» DIRECTIONS: Among the entries below, find the lines with "Unable" and copy them.

··· DATA SHOWN ···

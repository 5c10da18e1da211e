// Copyright (c) 2019-present Dmitry Stepanov and Fyrox Engine contributors.
//
// Permission is hereby granted, free of charge, to any person obtaining a copy
// of this software and associated documentation files (the "Software"), to deal
// in the Software without restriction, including without limitation the rights
// to use, copy, modify, merge, publish, distribute, sublicense, and/or sell
// copies of the Software, and to permit persons to whom the Software is
// furnished to do so, subject to the following conditions:
//
// The above copyright notice and this permission notice shall be included in all
// copies or substantial portions of the Software.
//
// THE SOFTWARE IS PROVIDED "AS IS", WITHOUT WARRANTY OF ANY KIND, EXPRESS OR
// IMPLIED, INCLUDING BUT NOT LIMITED TO THE WARRANTIES OF MERCHANTABILITY,
// FITNESS FOR A PARTICULAR PURPOSE AND NONINFRINGEMENT. IN NO EVENT SHALL THE
// AUTHORS OR COPYRIGHT HOLDERS BE LIABLE FOR ANY CLAIM, DAMAGES OR OTHER
// LIABILITY, WHETHER IN AN ACTION OF CONTRACT, TORT OR OTHERWISE, ARISING FROM,
// OUT OF OR IN CONNECTION WITH THE SOFTWARE OR THE USE OR OTHER DEALINGS IN THE
// SOFTWARE.


//! Tool settings, stored as RON.

use crate::{
    entity::KindFilter,
    log::{Log, MessageKind},
    percentage::PropertyDescriptor,
};
use ron::ser::PrettyConfig;
use serde::{Deserialize, Serialize};
use std::{
    fmt::{Display, Formatter},
    fs::File,
    path::Path,
};

#[derive(Debug)]
pub enum SettingsError {
    Io(std::io::Error),
    Ron(ron::Error),
    Parse(ron::error::SpannedError),
    Invalid(String),
}

impl From<std::io::Error> for SettingsError {
    fn from(e: std::io::Error) -> Self {
        Self::Io(e)
    }
}

impl From<ron::Error> for SettingsError {
    fn from(e: ron::Error) -> Self {
        Self::Ron(e)
    }
}

impl From<ron::error::SpannedError> for SettingsError {
    fn from(e: ron::error::SpannedError) -> Self {
        Self::Parse(e)
    }
}

impl Display for SettingsError {
    fn fmt(&self, f: &mut Formatter<'_>) -> std::fmt::Result {
        match self {
            SettingsError::Io(e) => write!(f, "Settings i/o error: {e}"),
            SettingsError::Ron(e) => write!(f, "Unable to serialize settings: {e}"),
            SettingsError::Parse(e) => write!(f, "Unable to parse settings: {e}"),
            SettingsError::Invalid(reason) => write!(f, "Invalid settings: {reason}"),
        }
    }
}

impl std::error::Error for SettingsError {}

/// Range, default and display precision of the percentage control.
#[derive(Deserialize, Serialize, PartialEq, Clone, Debug)]
#[serde(default)]
pub struct PercentageSettings {
    pub default: f32,
    pub min: f32,
    pub max: f32,
    pub precision: usize,
}

impl Default for PercentageSettings {
    fn default() -> Self {
        Self {
            default: 100.0,
            min: 0.1,
            max: 1000.0,
            precision: 3,
        }
    }
}

#[derive(Deserialize, Serialize, PartialEq, Clone, Debug, Default)]
#[serde(default)]
pub struct ScaleSettings {
    /// Kinds of selected objects that are tracked and scaled.
    pub allowed_kinds: KindFilter,
    pub percentage: PercentageSettings,
    pub verbosity: MessageKind,
}

impl ScaleSettings {
    pub const MAX_PRECISION: usize = 6;

    pub fn load<P: AsRef<Path>>(path: P) -> Result<Self, SettingsError> {
        let file = File::open(path)?;
        let settings: Self = ron::de::from_reader(file)?;
        settings.validate()?;
        Ok(settings)
    }

    pub fn save<P: AsRef<Path>>(&self, path: P) -> Result<(), SettingsError> {
        self.validate()?;
        let file = File::create(path)?;
        ron::ser::to_writer_pretty(file, self, PrettyConfig::default())?;
        Ok(())
    }

    pub fn from_ron_str(source: &str) -> Result<Self, SettingsError> {
        let settings: Self = ron::from_str(source)?;
        settings.validate()?;
        Ok(settings)
    }

    pub fn to_ron_string(&self) -> Result<String, SettingsError> {
        Ok(ron::ser::to_string_pretty(self, PrettyConfig::default())?)
    }

    /// Sets the process-wide log verbosity to [`Self::verbosity`]. The log is shared by every tool
    /// instance, so embedders call this once, after loading settings.
    pub fn apply_log_verbosity(&self) {
        Log::set_verbosity(self.verbosity);
    }

    /// Checks that the percentage range is usable: the lower bound is positive so a zero scale
    /// factor can never be produced, and the default lies inside the range.
    pub fn validate(&self) -> Result<(), SettingsError> {
        let PercentageSettings {
            default,
            min,
            max,
            precision,
        } = self.percentage;

        if !(min.is_finite() && max.is_finite() && default.is_finite()) {
            return Err(SettingsError::Invalid(
                "percentage bounds must be finite".to_owned(),
            ));
        }
        if min <= 0.0 {
            return Err(SettingsError::Invalid(format!(
                "percentage lower bound must be positive, got {min}"
            )));
        }
        if min > max {
            return Err(SettingsError::Invalid(format!(
                "percentage lower bound {min} exceeds upper bound {max}"
            )));
        }
        if !PropertyDescriptor::from(&self.percentage).contains(default) {
            return Err(SettingsError::Invalid(format!(
                "default percentage {default} is outside of [{min}; {max}]"
            )));
        }
        if precision > Self::MAX_PRECISION {
            return Err(SettingsError::Invalid(format!(
                "precision {precision} is above {}",
                Self::MAX_PRECISION
            )));
        }
        Ok(())
    }
}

···

» EXERCISE OUTPUT:
            SettingsError::Ron(e) => write!(f, "Unable to serialize settings: {e}"),
            SettingsError::Parse(e) => write!(f, "Unable to parse settings: {e}"),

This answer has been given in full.